Soon after President Trump spiked a fever, shares of Regeneron, a pharmaceutical company he has previously invested in, also shot up—along with interest in the company’s experimental Covid-19 treatment. The president, his doctor announced within hours of the public learning that Trump had tested positive for SARS-CoV-2, had received the company’s monoclonal antibodies cocktail, which has not been fully tested in humans yet. (His doctor initially incorrectly called the treatment a “polyclonal antibody cocktail,” but it’s actually a dose of two monoclonal antibodies—highly effective antibodies manufactured in a lab to target the virus.) Trump has several ties to the company: He previously owned stock in both Regeneron and Gilead (the maker of the antiviral remdesivir that Trump is also taking), and Regeneron’s founder and CEO, Leonard S. Schleifer, belongs to Trump’s golf club in Westchester County, New York.

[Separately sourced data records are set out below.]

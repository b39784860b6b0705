//! Completion polling across workers.

use std::time::Duration;

use crazys3_worker::TaskStatus;
use tokio::time::{Instant, MissedTickBehavior};
use tokio_util::sync::CancellationToken;
use tracing::info;

use crate::error::{CoordinatorError, Result};
use crate::handle::WorkerHandle;

/// Default time between polling rounds.
pub const DEFAULT_POLL_INTERVAL: Duration = Duration::from_secs(10);

/// How polling ended.
#[derive(Debug, Clone, PartialEq, Eq)]
pub enum PollOutcome {
    /// Every worker reported Finished.
    Done,
    /// The deadline passed first.
    TimedOut {
        /// Addresses of workers still running.
        unfinished: Vec<String>,
    },
    /// The cancellation token fired.
    Cancelled,
}

/// Outcome plus the last status each worker reported.
#[derive(Debug, Clone)]
pub struct PollReport {
    /// How polling ended.
    pub outcome: PollOutcome,
    /// Last status per worker, in worker order. `None` if never polled.
    pub statuses: Vec<Option<TaskStatus>>,
}

/// Polls every worker's `TaskStatus` until all are finished.
#[derive(Debug, Clone)]
pub struct CompletionPoller {
    interval: Duration,
    deadline: Option<Duration>,
}

impl Default for CompletionPoller {
    fn default() -> Self {
        Self::new(DEFAULT_POLL_INTERVAL)
    }
}

impl CompletionPoller {
    /// Polls every `interval`, without deadline.
    pub fn new(interval: Duration) -> Self {
        Self {
            interval,
            deadline: None,
        }
    }

    /// Gives up after `deadline`.
    pub fn with_deadline(mut self, deadline: Option<Duration>) -> Self {
        self.deadline = deadline;
        self
    }

    /// Runs polling rounds until every worker is finished, the deadline
    /// passes or `cancel` fires. The first round starts immediately.
    pub async fn poll(
        &self,
        workers: &[WorkerHandle],
        cancel: &CancellationToken,
    ) -> Result<PollReport> {
        let started = Instant::now();
        let mut statuses: Vec<Option<TaskStatus>> = vec![None; workers.len()];
        let mut ticker = tokio::time::interval(self.interval);
        ticker.set_missed_tick_behavior(MissedTickBehavior::Delay);

        loop {
            tokio::select! {
                _ = cancel.cancelled() => {
                    return Ok(PollReport { outcome: PollOutcome::Cancelled, statuses });
                }
                _ = ticker.tick() => {}
            }

            let mut finished = 0;
            for (worker, slot) in workers.iter().zip(statuses.iter_mut()) {
                let status = worker
                    .task_status()
                    .await
                    .map_err(|e| CoordinatorError::transport(worker.address(), e))?;
                if status.finished {
                    finished += 1;
                }
                *slot = Some(status);
            }
            info!("Running {}/{}", finished, workers.len());

            if finished == workers.len() {
                return Ok(PollReport {
                    outcome: PollOutcome::Done,
                    statuses,
                });
            }
            if let Some(deadline) = self.deadline {
                if started.elapsed() >= deadline {
                    let unfinished = workers
                        .iter()
                        .zip(statuses.iter())
                        .filter(|(_, s)| !s.map(|s| s.finished).unwrap_or(false))
                        .map(|(w, _)| w.address().to_string())
                        .collect();
                    return Ok(PollReport {
                        outcome: PollOutcome::TimedOut { unfinished },
                        statuses,
                    });
                }
            }
        }
    }
}
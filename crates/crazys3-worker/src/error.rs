//! Error types for the worker.

use crazys3_storage::StorageError;
use crazys3_transport::TransportError;
use thiserror::Error;

use crate::rpc::JobKind;

/// Result type alias for worker operations.
pub type Result<T> = std::result::Result<T, WorkerError>;

/// Error variants returned by the worker endpoint and pool.
#[derive(Debug, Error)]
pub enum WorkerError {
    /// A job or submit arrived before the storage session or job was set up.
    #[error("Session not ready: {0}")]
    SessionNotReady(&'static str),

    /// A job is still running; it must finish first.
    #[error("Job {job_id} is still running")]
    JobRunning {
        /// The running job.
        job_id: String,
    },

    /// The submitted work does not belong to the running job.
    #[error("Kind mismatch: job is {expected}, request is {got}")]
    KindMismatch {
        /// Kind of the armed job.
        expected: JobKind,
        /// Kind of the offending request.
        got: JobKind,
    },

    /// The job already finished; no more work is accepted.
    #[error("Job {job_id} already finished")]
    JobFinished {
        /// The finished job.
        job_id: String,
    },

    /// The work queue was closed.
    #[error("Work queue closed")]
    QueueClosed,

    /// Storage backend failure.
    #[error("Storage error: {0}")]
    Storage(#[from] StorageError),

    /// Transport or payload codec failure.
    #[error("Transport error: {0}")]
    Transport(#[from] TransportError),
}
#[cfg(test)]
mod tests {
    use super::*;
    use crate::rpc::{RecoveryTask, RestorationTask, WorkItem};
    use crazys3_storage::{
        MemoryBackend, MemoryConnector, ObjectStore, RestoreTier, SecretString, StorageClass,
    };
    use std::time::Duration;

    fn endpoint(backend: &MemoryBackend, pool_size: usize, queue_capacity: usize) -> WorkerEndpoint {
        let connector = MemoryConnector::new(backend.clone());
        WorkerEndpoint::new(Arc::new(connector), pool_size, queue_capacity)
    }

    fn session_request() -> SessionRequest {
        SessionRequest {
            profile: "default".to_string(),
            region: "us-west-2".to_string(),
            access_key: "AKIA".to_string(),
            secret_key: SecretString::new("s"),
            session_token: None,
        }
    }

    fn seeded(n: usize) -> MemoryBackend {
        let backend = MemoryBackend::new();
        backend.create_bucket("b", "us-west-2");
        for i in 0..n {
            backend.put_object("b", &format!("k{i}"), 1, StorageClass::Glacier);
        }
        backend
    }

    fn item(i: usize) -> WorkItem {
        WorkItem {
            sequence_id: i as u64 + 1,
            bucket: "b".to_string(),
            key: format!("k{i}"),
            size: 1,
            storage_class: StorageClass::Glacier,
        }
    }

    fn recovery(i: usize) -> ExecutionRequest {
        ExecutionRequest::Recovery(RecoveryTask { item: item(i) })
    }

    #[tokio::test]
    async fn test_start_before_session_is_rejected() {
        let ep = endpoint(&seeded(0), 2, 16);
        assert!(matches!(
            ep.start_job(JobKind::Recovery),
            Err(WorkerError::SessionNotReady(_))
        ));
        assert!(matches!(
            ep.submit(JobKind::Recovery, vec![recovery(0)]).await,
            Err(WorkerError::SessionNotReady(_))
        ));
        assert_eq!(ep.task_status().status, JobStatus::Idle);
    }

    #[tokio::test]
    async fn test_session_ack_reports_pool_size() {
        let ep = endpoint(&seeded(0), 3, 16);
        let ack = ep.open_session(session_request()).await.unwrap();
        assert!(ack.accepted);
        assert_eq!(ack.pool_size, 3);
    }

    #[tokio::test]
    async fn test_full_job_with_duplicate_sentinels() {
        let backend = seeded(10);
        let ep = endpoint(&backend, 3, 64);
        ep.open_session(session_request()).await.unwrap();
        ep.start_job(JobKind::Recovery).unwrap();

        let mut batch: Vec<_> = (0..10).map(recovery).collect();
        batch.extend(std::iter::repeat(ExecutionRequest::Sentinel).take(3));
        ep.submit(JobKind::Recovery, batch).await.unwrap();
        ep.submit(JobKind::Recovery, vec![ExecutionRequest::Sentinel])
            .await
            .unwrap();

        let job = ep.current_job().unwrap();
        tokio::time::timeout(Duration::from_secs(5), job.wait_finished())
            .await
            .unwrap();
        let status = ep.task_status();
        assert!(status.finished);
        assert_eq!(status.processed, 10);
        assert!(job.queue().is_empty());
    }

    #[tokio::test]
    async fn test_start_while_running_is_rejected() {
        let ep = endpoint(&seeded(0), 2, 16);
        ep.open_session(session_request()).await.unwrap();
        ep.start_job(JobKind::Recovery).unwrap();

        assert!(matches!(
            ep.start_job(JobKind::Recovery),
            Err(WorkerError::JobRunning { .. })
        ));
        assert!(matches!(
            ep.open_session(session_request()).await,
            Err(WorkerError::JobRunning { .. })
        ));
    }

    #[tokio::test]
    async fn test_restart_after_finish_gets_fresh_job() {
        let ep = endpoint(&seeded(0), 1, 16);
        ep.open_session(session_request()).await.unwrap();
        ep.start_job(JobKind::Recovery).unwrap();
        let first = ep.current_job().unwrap();
        ep.submit(JobKind::Recovery, vec![ExecutionRequest::Sentinel])
            .await
            .unwrap();
        tokio::time::timeout(Duration::from_secs(5), first.wait_finished())
            .await
            .unwrap();

        assert!(matches!(
            ep.submit(JobKind::Recovery, vec![recovery(0)]).await,
            Err(WorkerError::JobFinished { .. })
        ));

        ep.start_job(JobKind::Restoration).unwrap();
        let second = ep.current_job().unwrap();
        assert_ne!(first.id(), second.id());
        assert!(Arc::ptr_eq(first.storage(), second.storage()));
        assert_eq!(second.status(), JobStatus::Running);
    }

    #[tokio::test]
    async fn test_kind_mismatch() {
        let ep = endpoint(&seeded(1), 1, 16);
        ep.open_session(session_request()).await.unwrap();
        ep.start_job(JobKind::Recovery).unwrap();

        assert!(matches!(
            ep.submit(JobKind::Migration, vec![]).await,
            Err(WorkerError::KindMismatch { .. })
        ));
        let restore = ExecutionRequest::Restoration(RestorationTask {
            item: item(0),
            days: 1,
            tier: RestoreTier::Bulk,
        });
        assert!(matches!(
            ep.submit(JobKind::Recovery, vec![recovery(0), restore]).await,
            Err(WorkerError::KindMismatch { expected: JobKind::Recovery, got: JobKind::Restoration })
        ));
        assert!(ep.current_job().unwrap().queue().is_empty());
    }

    #[tokio::test]
    async fn test_status_answered_while_submit_blocks() {
        let backend = seeded(0);
        let ep = Arc::new(endpoint(&backend, 1, 1));
        ep.open_session(session_request()).await.unwrap();
        ep.start_job(JobKind::Recovery).unwrap();
        let job = ep.current_job().unwrap();
        // Every object is missing so each entry fails fast, but a queue of
        // one still makes the submit wait on the executor.
        let submit = {
            let ep = ep.clone();
            tokio::spawn(async move {
                let batch: Vec<_> = (0..200).map(recovery).collect();
                ep.submit(JobKind::Recovery, batch).await
            })
        };

        let status = ep.task_status();
        assert_eq!(status.status, JobStatus::Running);

        submit.await.unwrap().unwrap();
        ep.submit(JobKind::Recovery, vec![ExecutionRequest::Sentinel])
            .await
            .unwrap();
        tokio::time::timeout(Duration::from_secs(5), job.wait_finished())
            .await
            .unwrap();
        assert_eq!(ep.task_status().failed, 200);
    }

    #[tokio::test]
    async fn test_dispatch_heartbeat_and_status() {
        let ep = endpoint(&seeded(0), 2, 16);
        let echo = ep.handle(Opcode::Heartbeat, b"ping".to_vec()).await.unwrap();
        assert_eq!(echo, b"ping");

        let bytes = ep.handle(Opcode::TaskStatus, vec![]).await.unwrap();
        let status: TaskStatus = deserialize_message(&bytes).unwrap();
        assert_eq!(status, TaskStatus::idle(2));
    }

    #[tokio::test]
    async fn test_abort_releases_a_job_without_sentinels() {
        let backend = seeded(5);
        let ep = endpoint(&backend, 2, 64);
        ep.open_session(session_request()).await.unwrap();
        ep.start_job(JobKind::Recovery).unwrap();
        ep.submit(JobKind::Recovery, (0..5).map(recovery).collect())
            .await
            .unwrap();

        let stopped = tokio::time::timeout(Duration::from_secs(5), ep.abort_job())
            .await
            .unwrap();
        assert!(stopped);
        assert!(ep.task_status().finished);
        assert!(!ep.abort_job().await);

        ep.open_session(session_request()).await.unwrap();
        ep.start_job(JobKind::Recovery).unwrap();
        assert_eq!(ep.task_status().status, JobStatus::Running);
    }

    #[tokio::test]
    async fn test_abort_without_job_is_a_no_op() {
        let ep = endpoint(&seeded(0), 1, 4);
        let bytes = ep.handle(Opcode::AbortJob, vec![]).await.unwrap();
        let stopped: bool = deserialize_message(&bytes).unwrap();
        assert!(!stopped);
        assert_eq!(ep.task_status().status, JobStatus::Idle);
    }

    #[tokio::test]
    async fn test_session_token_reaches_the_store() {
        let ep = endpoint(&seeded(0), 1, 4);
        let mut request = session_request();
        request.session_token = Some(SecretString::new("sts-token"));
        ep.open_session(request).await.unwrap();
        ep.start_job(JobKind::Recovery).unwrap();

        let job = ep.current_job().unwrap();
        let creds = job.storage().store.resolve_credentials().await.unwrap();
        assert_eq!(
            creds.session_token.as_ref().map(SecretString::expose),
            Some("sts-token")
        );
    }
}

The announcement worried experts, and not just because of the potential side effects of taking untested treatments. No matter the outcome of Trump’s illness, using an experimental treatment with such a high-profile official could make it impossible to know whether and how the treatment actually works. That’s particularly troubling in the case of cloned antibodies, which researchers had been particularly enthusiastic about testing, given their potential. Read more at The New Republic.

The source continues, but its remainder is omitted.